What is being asked: Return the lines exactly as they stand, from the first of the material through the line containing "Train | Job |".

━━━━

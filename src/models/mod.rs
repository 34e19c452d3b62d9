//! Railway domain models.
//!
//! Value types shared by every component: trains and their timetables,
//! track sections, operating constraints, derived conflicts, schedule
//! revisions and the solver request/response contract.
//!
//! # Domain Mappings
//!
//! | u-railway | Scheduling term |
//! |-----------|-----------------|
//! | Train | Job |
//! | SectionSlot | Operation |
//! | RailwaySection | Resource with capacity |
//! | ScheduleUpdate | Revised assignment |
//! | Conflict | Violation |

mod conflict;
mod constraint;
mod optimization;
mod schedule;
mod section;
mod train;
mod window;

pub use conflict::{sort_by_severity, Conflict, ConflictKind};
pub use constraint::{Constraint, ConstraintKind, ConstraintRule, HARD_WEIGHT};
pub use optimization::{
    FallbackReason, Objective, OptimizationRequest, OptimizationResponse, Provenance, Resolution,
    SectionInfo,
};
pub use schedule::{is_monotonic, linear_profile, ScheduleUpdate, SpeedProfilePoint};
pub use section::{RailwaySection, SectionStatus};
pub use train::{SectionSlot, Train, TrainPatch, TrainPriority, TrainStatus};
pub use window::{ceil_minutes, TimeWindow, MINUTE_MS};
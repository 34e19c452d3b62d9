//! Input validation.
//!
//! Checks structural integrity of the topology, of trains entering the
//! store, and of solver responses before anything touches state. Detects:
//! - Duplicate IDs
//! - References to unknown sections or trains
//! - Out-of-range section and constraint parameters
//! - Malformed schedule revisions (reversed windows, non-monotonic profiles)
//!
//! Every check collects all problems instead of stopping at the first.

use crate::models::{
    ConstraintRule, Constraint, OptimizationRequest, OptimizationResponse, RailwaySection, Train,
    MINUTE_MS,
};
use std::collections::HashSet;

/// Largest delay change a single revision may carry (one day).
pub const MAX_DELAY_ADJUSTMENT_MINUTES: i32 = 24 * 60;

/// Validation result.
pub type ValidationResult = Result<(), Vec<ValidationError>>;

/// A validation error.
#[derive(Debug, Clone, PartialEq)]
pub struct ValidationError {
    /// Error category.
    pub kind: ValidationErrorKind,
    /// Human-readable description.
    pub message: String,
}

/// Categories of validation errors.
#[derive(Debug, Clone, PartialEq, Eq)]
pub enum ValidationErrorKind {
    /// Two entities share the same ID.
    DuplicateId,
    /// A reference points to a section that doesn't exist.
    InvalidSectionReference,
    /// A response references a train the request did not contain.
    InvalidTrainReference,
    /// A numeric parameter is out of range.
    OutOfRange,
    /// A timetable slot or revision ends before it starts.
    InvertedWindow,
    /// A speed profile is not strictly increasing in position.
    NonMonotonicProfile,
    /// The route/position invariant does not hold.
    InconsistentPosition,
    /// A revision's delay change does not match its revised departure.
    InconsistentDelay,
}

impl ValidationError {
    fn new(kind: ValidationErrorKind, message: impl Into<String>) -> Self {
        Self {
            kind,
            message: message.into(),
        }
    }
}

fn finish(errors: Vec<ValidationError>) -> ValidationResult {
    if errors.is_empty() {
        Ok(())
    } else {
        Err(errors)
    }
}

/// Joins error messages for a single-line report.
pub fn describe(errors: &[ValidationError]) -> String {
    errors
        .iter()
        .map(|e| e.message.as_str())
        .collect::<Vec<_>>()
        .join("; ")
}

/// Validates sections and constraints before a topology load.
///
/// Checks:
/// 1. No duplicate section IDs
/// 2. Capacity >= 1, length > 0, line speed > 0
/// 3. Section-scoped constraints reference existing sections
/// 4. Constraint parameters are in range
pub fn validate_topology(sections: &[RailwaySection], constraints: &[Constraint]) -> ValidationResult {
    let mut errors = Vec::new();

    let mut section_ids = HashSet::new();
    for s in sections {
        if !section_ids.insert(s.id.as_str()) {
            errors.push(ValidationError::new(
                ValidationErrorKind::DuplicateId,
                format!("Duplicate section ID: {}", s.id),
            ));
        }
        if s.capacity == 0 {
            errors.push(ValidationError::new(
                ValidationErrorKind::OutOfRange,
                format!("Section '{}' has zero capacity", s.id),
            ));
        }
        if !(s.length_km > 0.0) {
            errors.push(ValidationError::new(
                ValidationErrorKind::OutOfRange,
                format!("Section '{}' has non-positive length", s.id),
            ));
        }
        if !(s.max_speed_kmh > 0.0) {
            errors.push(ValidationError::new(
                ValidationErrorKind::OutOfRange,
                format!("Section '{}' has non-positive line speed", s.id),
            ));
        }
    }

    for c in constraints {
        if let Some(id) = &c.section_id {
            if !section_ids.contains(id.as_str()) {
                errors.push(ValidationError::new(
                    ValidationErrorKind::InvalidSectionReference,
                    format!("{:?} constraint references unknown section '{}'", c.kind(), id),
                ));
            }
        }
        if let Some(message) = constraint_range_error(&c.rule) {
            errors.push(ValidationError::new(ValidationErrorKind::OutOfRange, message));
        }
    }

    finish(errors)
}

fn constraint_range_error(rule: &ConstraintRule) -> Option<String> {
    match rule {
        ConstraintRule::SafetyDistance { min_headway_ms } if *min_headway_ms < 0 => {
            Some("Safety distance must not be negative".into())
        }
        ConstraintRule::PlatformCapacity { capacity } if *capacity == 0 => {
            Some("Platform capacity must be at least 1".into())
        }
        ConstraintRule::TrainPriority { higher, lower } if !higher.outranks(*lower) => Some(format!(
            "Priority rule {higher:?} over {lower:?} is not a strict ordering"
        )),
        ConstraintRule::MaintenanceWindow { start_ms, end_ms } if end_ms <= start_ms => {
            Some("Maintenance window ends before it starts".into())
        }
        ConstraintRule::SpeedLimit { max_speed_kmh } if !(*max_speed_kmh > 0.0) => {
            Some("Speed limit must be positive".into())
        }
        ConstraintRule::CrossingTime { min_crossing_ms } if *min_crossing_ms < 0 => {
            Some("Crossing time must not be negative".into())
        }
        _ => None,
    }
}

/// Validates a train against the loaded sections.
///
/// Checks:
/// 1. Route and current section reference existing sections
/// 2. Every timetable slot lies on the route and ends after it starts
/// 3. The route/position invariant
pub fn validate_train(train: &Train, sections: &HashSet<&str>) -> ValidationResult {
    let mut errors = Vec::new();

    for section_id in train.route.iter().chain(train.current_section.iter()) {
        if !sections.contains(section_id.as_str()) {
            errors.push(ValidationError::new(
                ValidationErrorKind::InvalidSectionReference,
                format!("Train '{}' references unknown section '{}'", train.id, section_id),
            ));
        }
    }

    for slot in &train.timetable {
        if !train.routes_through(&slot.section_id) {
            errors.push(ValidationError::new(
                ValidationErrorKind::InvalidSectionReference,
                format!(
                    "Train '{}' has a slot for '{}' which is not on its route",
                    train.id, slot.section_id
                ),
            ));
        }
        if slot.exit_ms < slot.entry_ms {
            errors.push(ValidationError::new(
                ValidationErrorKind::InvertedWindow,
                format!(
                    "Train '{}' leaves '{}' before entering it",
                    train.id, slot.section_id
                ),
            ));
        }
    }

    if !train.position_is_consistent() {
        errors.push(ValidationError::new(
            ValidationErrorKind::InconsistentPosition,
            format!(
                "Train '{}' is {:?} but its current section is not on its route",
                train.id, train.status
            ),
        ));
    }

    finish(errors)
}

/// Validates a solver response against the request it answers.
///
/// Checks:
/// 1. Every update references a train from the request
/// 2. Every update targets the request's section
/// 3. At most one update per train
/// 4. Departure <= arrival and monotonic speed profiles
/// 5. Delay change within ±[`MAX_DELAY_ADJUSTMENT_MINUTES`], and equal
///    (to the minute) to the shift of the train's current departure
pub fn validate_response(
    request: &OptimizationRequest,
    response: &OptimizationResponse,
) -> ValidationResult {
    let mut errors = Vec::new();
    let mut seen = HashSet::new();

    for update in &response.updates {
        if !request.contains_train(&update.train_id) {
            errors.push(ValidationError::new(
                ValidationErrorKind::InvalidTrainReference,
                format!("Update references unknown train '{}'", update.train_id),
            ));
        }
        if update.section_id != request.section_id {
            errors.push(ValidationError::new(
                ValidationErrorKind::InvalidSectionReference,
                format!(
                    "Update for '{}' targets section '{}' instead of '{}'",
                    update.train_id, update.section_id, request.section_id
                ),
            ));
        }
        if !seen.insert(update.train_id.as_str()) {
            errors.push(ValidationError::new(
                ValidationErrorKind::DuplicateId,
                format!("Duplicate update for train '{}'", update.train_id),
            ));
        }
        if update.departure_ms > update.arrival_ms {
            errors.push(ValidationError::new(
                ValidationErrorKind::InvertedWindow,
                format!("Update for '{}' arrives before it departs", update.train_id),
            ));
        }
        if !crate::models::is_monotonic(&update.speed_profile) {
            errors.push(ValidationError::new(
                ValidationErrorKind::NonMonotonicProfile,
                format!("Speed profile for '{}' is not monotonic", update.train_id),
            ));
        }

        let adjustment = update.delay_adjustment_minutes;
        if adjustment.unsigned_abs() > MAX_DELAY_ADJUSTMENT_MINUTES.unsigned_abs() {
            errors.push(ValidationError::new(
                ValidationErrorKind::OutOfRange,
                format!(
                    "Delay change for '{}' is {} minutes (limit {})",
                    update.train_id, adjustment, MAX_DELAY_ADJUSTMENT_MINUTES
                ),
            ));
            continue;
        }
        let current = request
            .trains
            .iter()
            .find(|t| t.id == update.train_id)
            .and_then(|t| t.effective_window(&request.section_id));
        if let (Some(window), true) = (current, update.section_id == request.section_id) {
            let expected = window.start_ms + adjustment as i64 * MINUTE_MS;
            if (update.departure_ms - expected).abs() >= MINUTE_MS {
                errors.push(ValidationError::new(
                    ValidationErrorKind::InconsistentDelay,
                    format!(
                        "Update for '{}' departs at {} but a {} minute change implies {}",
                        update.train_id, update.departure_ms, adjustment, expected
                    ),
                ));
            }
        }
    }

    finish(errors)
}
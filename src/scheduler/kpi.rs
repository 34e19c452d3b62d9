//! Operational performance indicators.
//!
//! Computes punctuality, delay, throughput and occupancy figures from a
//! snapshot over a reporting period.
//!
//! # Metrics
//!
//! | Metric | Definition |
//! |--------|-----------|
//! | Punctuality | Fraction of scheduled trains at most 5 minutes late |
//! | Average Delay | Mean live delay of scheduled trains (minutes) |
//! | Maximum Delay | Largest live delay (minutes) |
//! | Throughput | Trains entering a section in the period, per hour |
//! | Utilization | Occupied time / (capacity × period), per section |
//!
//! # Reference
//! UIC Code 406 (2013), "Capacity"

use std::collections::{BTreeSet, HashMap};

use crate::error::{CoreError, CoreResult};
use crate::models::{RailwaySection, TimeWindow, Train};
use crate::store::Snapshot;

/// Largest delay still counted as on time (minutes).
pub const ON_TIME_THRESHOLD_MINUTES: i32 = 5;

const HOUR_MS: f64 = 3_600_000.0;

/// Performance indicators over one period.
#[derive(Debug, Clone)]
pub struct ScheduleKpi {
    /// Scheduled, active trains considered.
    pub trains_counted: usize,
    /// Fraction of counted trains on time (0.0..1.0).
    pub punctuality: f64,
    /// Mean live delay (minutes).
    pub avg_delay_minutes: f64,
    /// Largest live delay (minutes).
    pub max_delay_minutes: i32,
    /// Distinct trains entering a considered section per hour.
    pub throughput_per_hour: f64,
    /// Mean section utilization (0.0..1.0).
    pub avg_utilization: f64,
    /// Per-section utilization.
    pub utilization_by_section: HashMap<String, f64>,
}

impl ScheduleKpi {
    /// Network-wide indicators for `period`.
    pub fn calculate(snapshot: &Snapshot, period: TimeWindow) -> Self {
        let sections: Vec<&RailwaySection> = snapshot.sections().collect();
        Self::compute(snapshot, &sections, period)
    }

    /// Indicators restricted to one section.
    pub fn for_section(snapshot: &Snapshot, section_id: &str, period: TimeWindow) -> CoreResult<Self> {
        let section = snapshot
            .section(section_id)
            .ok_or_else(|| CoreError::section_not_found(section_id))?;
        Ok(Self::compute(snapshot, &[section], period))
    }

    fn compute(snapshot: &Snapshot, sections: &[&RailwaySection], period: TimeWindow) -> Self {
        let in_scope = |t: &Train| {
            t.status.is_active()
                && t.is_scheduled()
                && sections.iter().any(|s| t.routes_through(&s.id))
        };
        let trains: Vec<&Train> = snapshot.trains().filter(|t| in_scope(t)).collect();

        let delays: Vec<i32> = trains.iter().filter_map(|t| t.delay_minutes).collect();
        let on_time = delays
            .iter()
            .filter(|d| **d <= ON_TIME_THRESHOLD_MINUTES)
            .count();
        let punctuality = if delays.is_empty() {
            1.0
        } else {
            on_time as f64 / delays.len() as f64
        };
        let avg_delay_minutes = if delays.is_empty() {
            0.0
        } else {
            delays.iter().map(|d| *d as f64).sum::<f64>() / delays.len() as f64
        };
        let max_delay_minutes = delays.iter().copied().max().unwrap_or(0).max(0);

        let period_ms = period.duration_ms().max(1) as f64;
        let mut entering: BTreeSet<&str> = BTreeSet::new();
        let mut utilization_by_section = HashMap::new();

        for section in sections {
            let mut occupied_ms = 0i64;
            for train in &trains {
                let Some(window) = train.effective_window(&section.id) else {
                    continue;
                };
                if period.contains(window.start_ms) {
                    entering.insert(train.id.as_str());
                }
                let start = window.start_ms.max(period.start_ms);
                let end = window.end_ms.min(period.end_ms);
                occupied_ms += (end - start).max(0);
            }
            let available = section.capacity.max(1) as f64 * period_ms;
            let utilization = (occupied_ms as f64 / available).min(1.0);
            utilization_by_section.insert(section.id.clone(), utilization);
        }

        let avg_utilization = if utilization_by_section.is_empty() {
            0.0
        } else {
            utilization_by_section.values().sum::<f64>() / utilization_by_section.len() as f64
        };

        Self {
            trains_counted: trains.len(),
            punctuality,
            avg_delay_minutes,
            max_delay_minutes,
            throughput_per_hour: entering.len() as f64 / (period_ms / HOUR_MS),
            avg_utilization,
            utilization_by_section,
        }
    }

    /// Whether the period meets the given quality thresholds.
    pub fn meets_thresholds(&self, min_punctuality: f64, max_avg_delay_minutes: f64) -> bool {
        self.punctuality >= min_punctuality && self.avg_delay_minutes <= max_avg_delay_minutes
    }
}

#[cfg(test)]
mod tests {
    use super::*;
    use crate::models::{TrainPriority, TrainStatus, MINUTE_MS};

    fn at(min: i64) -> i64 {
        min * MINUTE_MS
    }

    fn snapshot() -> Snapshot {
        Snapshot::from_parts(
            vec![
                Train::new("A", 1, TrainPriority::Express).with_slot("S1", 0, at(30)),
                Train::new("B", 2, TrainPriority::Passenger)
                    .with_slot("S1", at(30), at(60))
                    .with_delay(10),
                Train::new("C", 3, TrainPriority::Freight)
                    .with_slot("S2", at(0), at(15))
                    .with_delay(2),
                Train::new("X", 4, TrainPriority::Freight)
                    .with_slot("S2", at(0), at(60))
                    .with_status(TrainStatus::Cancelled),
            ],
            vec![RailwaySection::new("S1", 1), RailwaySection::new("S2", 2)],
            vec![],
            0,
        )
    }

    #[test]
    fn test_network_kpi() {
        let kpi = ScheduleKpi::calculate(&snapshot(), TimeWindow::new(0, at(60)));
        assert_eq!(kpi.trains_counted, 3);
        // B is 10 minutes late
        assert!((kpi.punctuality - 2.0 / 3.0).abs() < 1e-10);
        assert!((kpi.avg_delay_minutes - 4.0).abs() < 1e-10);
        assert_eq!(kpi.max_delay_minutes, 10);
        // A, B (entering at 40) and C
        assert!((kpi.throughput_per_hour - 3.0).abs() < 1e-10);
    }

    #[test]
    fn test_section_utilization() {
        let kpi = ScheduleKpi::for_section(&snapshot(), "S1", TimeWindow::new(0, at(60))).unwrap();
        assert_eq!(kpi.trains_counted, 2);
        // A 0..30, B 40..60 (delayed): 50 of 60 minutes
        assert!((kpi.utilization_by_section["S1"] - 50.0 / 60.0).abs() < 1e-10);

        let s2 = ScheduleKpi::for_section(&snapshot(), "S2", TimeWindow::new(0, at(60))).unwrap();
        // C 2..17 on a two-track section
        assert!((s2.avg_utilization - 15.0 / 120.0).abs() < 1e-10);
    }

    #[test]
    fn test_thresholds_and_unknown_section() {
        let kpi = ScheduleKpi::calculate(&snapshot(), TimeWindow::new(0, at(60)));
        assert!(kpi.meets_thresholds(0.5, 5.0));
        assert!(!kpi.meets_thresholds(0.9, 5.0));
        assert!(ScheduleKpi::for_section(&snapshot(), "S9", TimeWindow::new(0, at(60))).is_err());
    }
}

━━━━

Output of the exercise:
filename src/models/mod.rs
repository 34e19c452d3b62d9
//! Railway domain models.
//!
//! Value types shared by every component: trains and their timetables,
//! track sections, operating constraints, derived conflicts, schedule
//! revisions and the solver request/response contract.
//!
//! # Domain Mappings
//!
//! | u-railway | Scheduling term |
//! |-----------|-----------------|
//! | Train | Job |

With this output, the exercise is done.